Yesterday I gave a presentation to one of the local chapters of the DAR, or Daughters of the American Revolution for short. If you’re not familiar with the DAR, there are chapters all over the country (as well as other countries) of women who can trace their direct lineage to someone who served in the Continental Army or gave material aid to the cause of freedom in the American Revolution. This organization is committed to preserving patriotism, preserving American history, and securing the future of American education.

There were about 35 women at the meeting, in a back room of a local barbecue spot. They’ve outgrown the venue so yesterday was their last meeting there. Next month they will be moving somewhere larger and by all accounts, much more in line with a meeting hall. This is a small chapter mind you, but there were women of all ages and I was so impressed with their enthusiasm and commitment to exploring and preserving the past. It’s amazing to think that all over the US, women like this are meeting in homes, restaurants and hotel meeting rooms to recognize each other and further the organization’s goals.

The photo above is Debbie Carlson, the chapter president. You will notice the amazing collection of flair on her sash. Debbie’s been involved in DAR for 12 years and as you can tell, has been extremely active as both an attendee at events and as a leader. She definitely had the most flair on of anyone at the meeting.

I gave a presentation that lasted about 45 minutes on the importance of taking time to capture the stories in one’s family and preserve the photos and memorabilia that has been passed down from previous generations. We’re all caretakers of ‘stuff’ and these women in particular know the meaning of inheritance. Many of them told stories of spending years researching their lineage before applying and being accepted as a member of DAR. One woman there was a direct descendant of Daniel Boone, a talking point that most of the other women were clearly jealous of. Once you become a member, you can automatically involve your heirs into the organization without them having to go through the process of research and application. In fact, there is even a sister organization called CAR, Children of the American Revolution which was chartered by Congress in 1895. It’s the nation’s oldest and largest patriotic youth organization for people under the age of 22.
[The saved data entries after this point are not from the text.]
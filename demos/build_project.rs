//! Example: Building a drainage project programmatically
//!
//! This example demonstrates how to assemble a `Project` using the Rust
//! type definitions, serialize it to JSON, and run a single-event
//! simulation over the resulting network.

use stormlab_core::node::{Node, NodeKind, Position};
use stormlab_core::outlet::OutletDevice;
use stormlab_core::pond::Pond;
use stormlab_core::project::Project;
use stormlab_core::rainfall::{RainfallEvent, StormType};
use stormlab_core::stage_storage::StageStorageCurve;
use stormlab_core::subcatchment::{HydrologicSoilGroup, SubArea, Subcatchment};
use stormlab_core::tc::{FlowSegment, SurfaceType};
use stormlab_core::{link::Link, router};

fn main() -> Result<(), Box<dyn std::error::Error>> {
    // 1. Describe a subcatchment draining to a detention pond, which in
    //    turn discharges to a junction acting as the project outfall.
    let subcatchment = Node {
        id: "sub-1".to_string(),
        name: "North Basin".to_string(),
        position: Position { x: 0.0, y: 0.0 },
        kind: NodeKind::Subcatchment(Subcatchment {
            sub_areas: vec![
                SubArea {
                    description: "Lawn".to_string(),
                    soil_group: HydrologicSoilGroup::C,
                    curve_number: 74.0,
                    area: 18.0,
                },
                SubArea {
                    description: "Rooftop".to_string(),
                    soil_group: HydrologicSoilGroup::C,
                    curve_number: 98.0,
                    area: 2.0,
                },
            ],
            flow_segments: vec![FlowSegment::ShallowConcentrated {
                length: 300.0,
                slope: 0.015,
                surface: SurfaceType::Unpaved,
            }],
            tc_override: None,
            cn_override: None,
        }),
    };

    let pond = Node {
        id: "pond-1".to_string(),
        name: "Detention Pond".to_string(),
        position: Position { x: 100.0, y: 0.0 },
        kind: NodeKind::Pond(Pond {
            stage_storage: StageStorageCurve::new([
                (100.0, 0.0),
                (103.0, 15_000.0),
                (106.0, 55_000.0),
                (109.0, 140_000.0),
            ])?,
            outlets: vec![OutletDevice::Orifice {
                coefficient: 0.6,
                diameter: 1.5,
                center_elevation: 100.5,
            }],
            initial_wse: 100.0,
        }),
    };

    let outlet = Node {
        id: "outlet".to_string(),
        name: "Outlet".to_string(),
        position: Position { x: 200.0, y: 0.0 },
        kind: NodeKind::Junction,
    };

    let project = Project {
        id: "demo-1".to_string(),
        name: "North Basin Detention Demo".to_string(),
        description: "A small subcatchment-pond-outlet project.".to_string(),
        nodes: vec![subcatchment, pond, outlet],
        links: vec![
            Link { id: "l1".to_string(), from: "sub-1".to_string(), to: "pond-1".to_string() },
            Link { id: "l2".to_string(), from: "pond-1".to_string(), to: "outlet".to_string() },
        ],
        events: vec![
            RainfallEvent {
                id: "2yr".to_string(),
                label: "2-Year, 24-Hour".to_string(),
                storm_type: StormType::II,
                total_depth: 3.2,
            },
            RainfallEvent {
                id: "100yr".to_string(),
                label: "100-Year, 24-Hour".to_string(),
                storm_type: StormType::II,
                total_depth: 8.0,
            },
        ],
    };

    println!("Project: {}", project.name);
    let json = serde_json::to_string_pretty(&project)?;
    println!("Serialized to {} bytes of JSON", json.len());

    // 2. Round-trip it, confirming the JSON interchange format is lossless.
    let reloaded: Project = serde_json::from_str(&json)?;
    assert_eq!(reloaded, project);
    println!("✓ Round-tripped through JSON unchanged");

    // 3. Run the simulation for each event in turn.
    for event in &project.events {
        let result = router::run_simulation(&project, &event.id)?;
        println!("\n--- {} ---", event.label);
        let mut ids: Vec<&String> = result.nodes.keys().collect();
        ids.sort();
        for id in ids {
            let r = &result.nodes[id];
            print!(
                "{:>10}: peak = {:>7.2} cfs @ t = {:>5.2} hr, volume = {:>6.2} ac-ft",
                id, r.peak_outflow, r.peak_outflow_time, r.volume
            );
            if let Some(stage) = r.peak_stage {
                print!(", stage = {:.2} ft", stage);
            }
            println!();
        }
    }

    Ok(())
}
Part of the meeting allowed for members to share historical perspectives and one woman stood up and read something she had written that compared many of the social and political events we are involved in now to other events in our nation’s past. It was comforting to hear this and I left realizing that we are a strong nation, despite what others would have us believe, and that our heritage is one of resiliency and adaptation, and our experiences can only make us stronger.

If you are defended from someone involved in securing our United States’ independence, you may want to look into the DAR.

Stefani Twyford is a personal historian and video biographer sharing life stories, connecting generations and preserving legacies. To learn more, visit her web site, find her on Twitter as @stefanitwyford, visit the Legacy Multimedia Facebook Fan Page, or send her an e-mail.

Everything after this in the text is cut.